MANILA, Philippines (AP) — For over a century, the Bells of Balangiga have not rung in the Philippines, a silence that the president last year called “painful.” Now, the revered bells will once again be heard in the country.

Hundreds of Filipino villagers in 1901, armed with bolos and disguised as women, used one of Balangiga town’s church bells to signal the start of a massive attack that wrought one of the bloodiest single-battle losses of American occupation forces in the Philippines. The U.S. Army brutally retaliated, reportedly killing thousands of villagers, as the Philippine-American War raged.

After the violence, the Americans took three church bells as spoils of war that Filipinos would demand for decades to be handed back.

On Tuesday, a giant U.S. Air Force cargo aircraft brought the Bells of Balangiga back to the Philippine capital in a poignant ceremony that saw U.S. defense officials and the American ambassador to Manila return the war relics 117 years after they were seized. A military brass band played the Philippine national anthem, followed by “The Star Spangled Banner.”

The treaty allies then swept aside a dark episode in their long relationship with joint photographs and handshakes.

“It is my great honor to be here at this closing of a painful chapter in our history,” U.S. Ambassador Sung Kim said. “Our relationship has withstood the tests of history and flourishes today.”

U.S. Defense Secretary James Mattis has said the handover is an important gesture of friendship and is in America’s national security interest. Some U.S. veterans and officials had opposed the return of the bells, calling them memorials to American war dead.

At Tuesday’s handover ceremony at a Philippine air force base, the bronze bells stood atop a red platform like silent symbols of a bygone era of hostilities, as American and Philippine flags flapped in the wind. Officials from both sides called for a minute of silence for the war dead.

The bells are revered by Filipinos as symbols of national pride, and their arrival on a U.S. C-130 plane and the ceremony were shown live on national TV. Two of the bells had been displayed for decades at F.E. Warren Air Force Base in Cheyenne, Wyoming, and the third was with the U.S. Army in South Korea.

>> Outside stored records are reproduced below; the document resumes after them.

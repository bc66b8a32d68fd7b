// src/cookie/memory.rs

use std::convert::Infallible;

use parking_lot::RwLock;
use url::Url;

use super::{Cookie, CookieStore};

/// A thread-safe, in-memory cookie store.
///
/// Cookies are scoped to the host of the URI they were added for and kept in
/// insertion order. Adding a cookie with the same name, domain and path as an
/// existing one in the same scope replaces it in place.
///
/// Removal prefers the entry in the scope of the given URI; if there is none
/// there, the first entry equal to the cookie is removed from whatever scope
/// holds it.
#[derive(Debug, Default)]
pub struct MemoryCookieStore {
    entries: RwLock<Vec<Entry>>,
}

#[derive(Debug)]
struct Entry {
    scope: String,
    cookie: Cookie<'static>,
}

impl MemoryCookieStore {
    /// Create an empty store.
    pub fn new() -> Self {
        MemoryCookieStore::default()
    }

    /// Add `cookie` to the scope of `uri`.
    pub fn add(&self, uri: &Url, cookie: Cookie<'static>) {
        let scope = scope(uri);
        let mut entries = self.entries.write();
        match entries
            .iter_mut()
            .find(|e| e.scope == scope && same_cookie(&e.cookie, &cookie))
        {
            Some(existing) => existing.cookie = cookie,
            None => entries.push(Entry { scope, cookie }),
        }
    }

    /// Number of stored cookies.
    pub fn len(&self) -> usize {
        self.entries.read().len()
    }

    /// Returns true if the store holds no cookies.
    pub fn is_empty(&self) -> bool {
        self.entries.read().is_empty()
    }
}

impl CookieStore for MemoryCookieStore {
    type Error = Infallible;

    fn cookies(&self) -> Result<Vec<Cookie<'static>>, Infallible> {
        Ok(self.entries.read().iter().map(|e| e.cookie.clone()).collect())
    }

    fn remove(&self, uri: &Url, cookie: &Cookie<'_>) -> Result<bool, Infallible> {
        let scope = scope(uri);
        let mut entries = self.entries.write();
        let before = entries.len();
        entries.retain(|e| !(e.scope == scope && same_cookie(&e.cookie, cookie)));
        if entries.len() != before {
            return Ok(true);
        }
        // not under this scope, e.g. set via an address and requested via a host name
        match entries.iter().position(|e| e.cookie == *cookie) {
            Some(i) => {
                entries.remove(i);
                Ok(true)
            }
            None => Ok(false),
        }
    }
}

fn scope(uri: &Url) -> String {
    uri.host_str().unwrap_or_default().to_ascii_lowercase()
}

// RFC 6265 identity: name, domain and path
fn same_cookie(a: &Cookie<'_>, b: &Cookie<'_>) -> bool {
    a.name() == b.name()
        && a.domain().map(str::to_ascii_lowercase) == b.domain().map(str::to_ascii_lowercase)
        && a.path() == b.path()
}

After being colonized by Spain for more than three centuries, the Philippines became a U.S. possession in 1898 in a new colonial era that began with the outbreak of the Philippine-American War.

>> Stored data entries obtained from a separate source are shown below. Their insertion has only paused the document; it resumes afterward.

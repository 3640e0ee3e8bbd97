// Per-module controller
//
// Resolves a desired (speed, angle) against the measured steering angle,
// reversing the wheel when that is the shorter way round, and writes the
// result to the module's actuators.

use std::f64::consts::{FRAC_PI_2, PI};

use tracing::{debug, warn};

use super::actuator::{ModuleActuator, OutputMode};
use super::kinematics::{ModulePosition, ModuleState};
use crate::angle::{angle_difference, wrap_angle};
use crate::config::MODULE_SPEED_DEADBAND;
use crate::error::{DriveError, Result};

/// Minimise steering travel for a desired state
///
/// If the target is more than 90 degrees away from `current_angle`, drive the
/// wheel backwards along the opposite heading instead. The returned angle is
/// always within PI/2 of `current_angle`.
pub fn optimize(desired: ModuleState, current_angle: f64) -> ModuleState {
    let delta = angle_difference(current_angle, desired.angle);
    if delta.abs() > FRAC_PI_2 {
        ModuleState {
            speed: -desired.speed,
            angle: wrap_angle(desired.angle + PI),
        }
    } else {
        desired
    }
}

/// One swerve module: actuator plus last-known-good sensor values
pub struct SwerveModule<A> {
    index: usize,
    actuator: A,
    max_speed: f64,
    last_position: ModulePosition,
    last_setpoint: ModuleState,
}

impl<A: ModuleActuator> SwerveModule<A> {
    pub fn new(index: usize, actuator: A, max_speed: f64) -> Self {
        Self {
            index,
            actuator,
            max_speed,
            last_position: ModulePosition::default(),
            last_setpoint: ModuleState::default(),
        }
    }

    pub fn index(&self) -> usize {
        self.index
    }

    /// Read distance and steering angle; only successful reads update the
    /// last-known-good position
    pub fn read_position(&mut self) -> Result<ModulePosition> {
        let distance = self.actuator.position()?;
        let angle = self.actuator.angle()?;
        if !distance.is_finite() || !angle.is_finite() {
            return Err(DriveError::ActuatorRead {
                module: self.index,
                reason: format!("non-finite reading ({}, {})", distance, angle),
            });
        }
        self.last_position = ModulePosition::new(distance, angle);
        Ok(self.last_position)
    }

    /// Last successful position reading
    pub fn last_position(&self) -> ModulePosition {
        self.last_position
    }

    /// Last state written to the actuators
    pub fn last_setpoint(&self) -> ModuleState {
        self.last_setpoint
    }

    /// Optimise `desired` and write it to the actuators
    ///
    /// Returns the state actually commanded. A failed write is reported and
    /// not retried; the next cycle's write supersedes it.
    pub fn apply(&mut self, desired: ModuleState, mode: OutputMode) -> Result<ModuleState> {
        let current_angle = match self.actuator.angle() {
            Ok(angle) if angle.is_finite() => angle,
            Ok(angle) => {
                warn!("Module {} reported non-finite angle {}, using last known", self.index, angle);
                self.last_position.angle
            }
            Err(e) => {
                warn!("Module {} angle read failed ({}), using last known", self.index, e);
                self.last_position.angle
            }
        };

        // Idle wheels keep their heading instead of snapping back to zero
        let target = if desired.speed.abs() < MODULE_SPEED_DEADBAND {
            ModuleState {
                speed: 0.0,
                angle: wrap_angle(current_angle),
            }
        } else {
            optimize(desired, current_angle)
        };

        let drive_value = match mode {
            OutputMode::Velocity => target.speed,
            OutputMode::PercentOutput => (target.speed / self.max_speed).clamp(-1.0, 1.0),
        };

        debug!(
            "Module {}: speed={:.3}, angle={:.3} ({:?} {:.3})",
            self.index, target.speed, target.angle, mode, drive_value
        );

        self.last_setpoint = target;

        // Both writes are attempted; the first failure is reported
        let drive_result = self.actuator.set_velocity_or_output(drive_value, mode);
        let steer_result = self.actuator.set_steering_angle(target.angle);
        drive_result?;
        steer_result?;

        Ok(target)
    }

    pub fn actuator(&self) -> &A {
        &self.actuator
    }

    pub fn actuator_mut(&mut self) -> &mut A {
        &mut self.actuator
    }
}

#[cfg(test)]
mod tests {
    use super::*;

    const EPS: f64 = 1e-9;

    /// Minimal in-process actuator used only for tests
    #[derive(Default)]
    struct MockActuator {
        drive: Vec<(f64, OutputMode)>,
        steering: Vec<f64>,
        angle: f64,
        fail_writes: bool,
        fail_reads: bool,
    }

    impl ModuleActuator for MockActuator {
        fn set_velocity_or_output(&mut self, value: f64, mode: OutputMode) -> Result<()> {
            if self.fail_writes {
                return Err(DriveError::ActuatorWrite {
                    module: 0,
                    reason: "bus off".to_string(),
                });
            }
            self.drive.push((value, mode));
            Ok(())
        }

        fn set_steering_angle(&mut self, radians: f64) -> Result<()> {
            self.steering.push(radians);
            Ok(())
        }

        fn position(&mut self) -> Result<f64> {
            if self.fail_reads {
                return Err(DriveError::ActuatorRead {
                    module: 0,
                    reason: "timeout".to_string(),
                });
            }
            Ok(1.25)
        }

        fn angle(&mut self) -> Result<f64> {
            if self.fail_reads {
                return Err(DriveError::ActuatorRead {
                    module: 0,
                    reason: "timeout".to_string(),
                });
            }
            Ok(self.angle)
        }
    }

    #[test]
    fn test_optimize_bound_holds_everywhere() {
        // Sweep current and desired angles over the full circle and beyond
        for current_deg in (-540..=540).step_by(15) {
            for desired_deg in (-180..=180).step_by(10) {
                let current = (current_deg as f64).to_radians();
                let desired = ModuleState::new(1.0, (desired_deg as f64).to_radians());
                let result = optimize(desired, current);
                let travel = angle_difference(current, result.angle).abs();
                assert!(
                    travel <= FRAC_PI_2 + EPS,
                    "current={} desired={} travel={}",
                    current_deg,
                    desired_deg,
                    travel.to_degrees()
                );
            }
        }
    }

    #[test]
    fn test_optimize_reverses_wheel() {
        let result = optimize(ModuleState::new(2.0, PI), 0.0);
        assert!((result.speed + 2.0).abs() < EPS);
        assert!(result.angle.abs() < EPS);
    }

    #[test]
    fn test_optimize_keeps_small_turns() {
        let desired = ModuleState::new(2.0, 0.5);
        let result = optimize(desired, 0.0);
        assert_eq!(result, desired);
    }

    #[test]
    fn test_apply_percent_output() {
        let mut module = SwerveModule::new(0, MockActuator::default(), 4.0);
        let applied = module
            .apply(ModuleState::new(2.0, 0.3), OutputMode::PercentOutput)
            .unwrap();
        assert!((applied.speed - 2.0).abs() < EPS);

        let (value, mode) = module.actuator().drive[0];
        assert!((value - 0.5).abs() < EPS);
        assert_eq!(mode, OutputMode::PercentOutput);
        assert!((module.actuator().steering[0] - 0.3).abs() < EPS);
    }

    #[test]
    fn test_apply_holds_angle_when_idle() {
        let actuator = MockActuator {
            angle: 1.0,
            ..Default::default()
        };
        let mut module = SwerveModule::new(0, actuator, 4.0);
        let applied = module.apply(ModuleState::new(0.0, 0.0), OutputMode::Velocity).unwrap();
        assert_eq!(applied.speed, 0.0);
        assert!((applied.angle - 1.0).abs() < EPS);
    }

    #[test]
    fn test_apply_reports_write_failure_without_retry() {
        let actuator = MockActuator {
            fail_writes: true,
            ..Default::default()
        };
        let mut module = SwerveModule::new(0, actuator, 4.0);
        let result = module.apply(ModuleState::new(1.0, 0.2), OutputMode::Velocity);
        assert!(matches!(result, Err(DriveError::ActuatorWrite { .. })));
        // Steering still received exactly one write this cycle
        assert_eq!(module.actuator().steering.len(), 1);
    }

    #[test]
    fn test_read_failure_keeps_last_good() {
        let mut module = SwerveModule::new(0, MockActuator::default(), 4.0);
        let good = module.read_position().unwrap();
        assert!((good.distance - 1.25).abs() < EPS);

        module.actuator_mut().fail_reads = true;
        assert!(module.read_position().is_err());
        assert_eq!(module.last_position(), good);
    }
}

American occupation troops seized the bells from a Catholic church following an attack by machete-wielding Filipino villagers, who killed 48 U.S. soldiers in Balangiga, on central Samar island off Leyte Gulf, according to Filipino historian Rolando Borrinaga.

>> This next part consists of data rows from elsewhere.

// Define message types for the runtime

use serde::{Deserialize, Serialize};

use crate::geometry::{ChassisSpeeds, Pose2d};
use crate::swerve::{MODULE_COUNT, ModuleState};
use crate::trajectory::Trajectory;

// Operator velocity command from teleop -> runtime
// Robot-relative unless field_relative is set
#[derive(Debug, Clone, Copy, Default, Serialize, Deserialize)]
pub struct DriveCommand {
    pub vx: f64,    // m/s
    pub vy: f64,    // m/s
    pub omega: f64, // rad/s
    #[serde(default)]
    pub field_relative: bool,
}

// Defines how to get chassis speeds from a borrowed DriveCommand
impl From<&DriveCommand> for ChassisSpeeds {
    fn from(cmd: &DriveCommand) -> Self {
        ChassisSpeeds::new(cmd.vx, cmd.vy, cmd.omega)
    }
}

// Trajectory to follow, supplied fully formed by a path planner
#[derive(Debug, Clone, Serialize, Deserialize)]
pub struct TrajectoryRequest {
    pub states: Trajectory,
    // Reset odometry to the trajectory's first pose before starting
    #[serde(default)]
    pub reset_to_initial_pose: bool,
    // Pose to reset odometry to once the trajectory finishes
    #[serde(default)]
    pub reset_pose_on_finish: Option<Pose2d>,
}

// Recalibration requests
#[derive(Debug, Clone, Copy, Serialize, Deserialize, PartialEq)]
#[serde(tag = "type", rename_all = "snake_case")]
pub enum ResetCommand {
    // Current facing becomes offset_degrees in the field frame
    Heading { offset_degrees: f64 },
    // Overwrite the pose estimate; robot should be stationary
    Odometry { pose: Pose2d },
}

// Pose estimate published every cycle
#[derive(Debug, Clone, Copy, Serialize, Deserialize)]
pub struct PoseTelemetry {
    pub timestamp: f64,
    pub pose: Pose2d,
}

// Module setpoints written this cycle (front-left, front-right, back-left, back-right)
#[derive(Debug, Clone, Serialize, Deserialize)]
pub struct ModuleSetpoints {
    pub timestamp: f64,
    pub states: [ModuleState; MODULE_COUNT],
    pub desaturation: f64,
    pub write_errors: usize,
}

/// Health status published by runtime
#[derive(Debug, Clone, Copy, Serialize, Deserialize, PartialEq)]
#[serde(rename_all = "snake_case")]
pub enum RuntimeHealth {
    Ok,
    CmdStale,
    ActuatorFault,
}

/// Runtime status published alongside health
#[derive(Debug, Clone, Copy, Serialize, Deserialize, PartialEq)]
pub struct RuntimeStatus {
    pub health: RuntimeHealth,
    pub trajectory_active: bool,
    pub trajectory_finished: bool,
}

The Americans retaliated, with a general, Jacob Smith, ordering troops to shoot villagers older than 10 and turn the island into a “howling wilderness,” Borrinaga said. Thousands of villagers were reported to have been killed.

Philippine President Rodrigo Duterte, who has had an antagonistic attitude toward the U.S. and has revitalized ties with China and Russia, asked Washington in his state of the nation address last year to “return them to us, this is painful for us.”

“Give us back those Balangiga bells. ... They are part of our national heritage,” Duterte said in the speech, attended by the U.S. ambassador and other diplomats.

Philippine Defense Secretary Delfin Lorenzana said at Tuesday’s ceremony that with the resolution of the issue, “It’s time for healing, it is time for closure, it is time to look ahead as two nations should with a shared history as allies.”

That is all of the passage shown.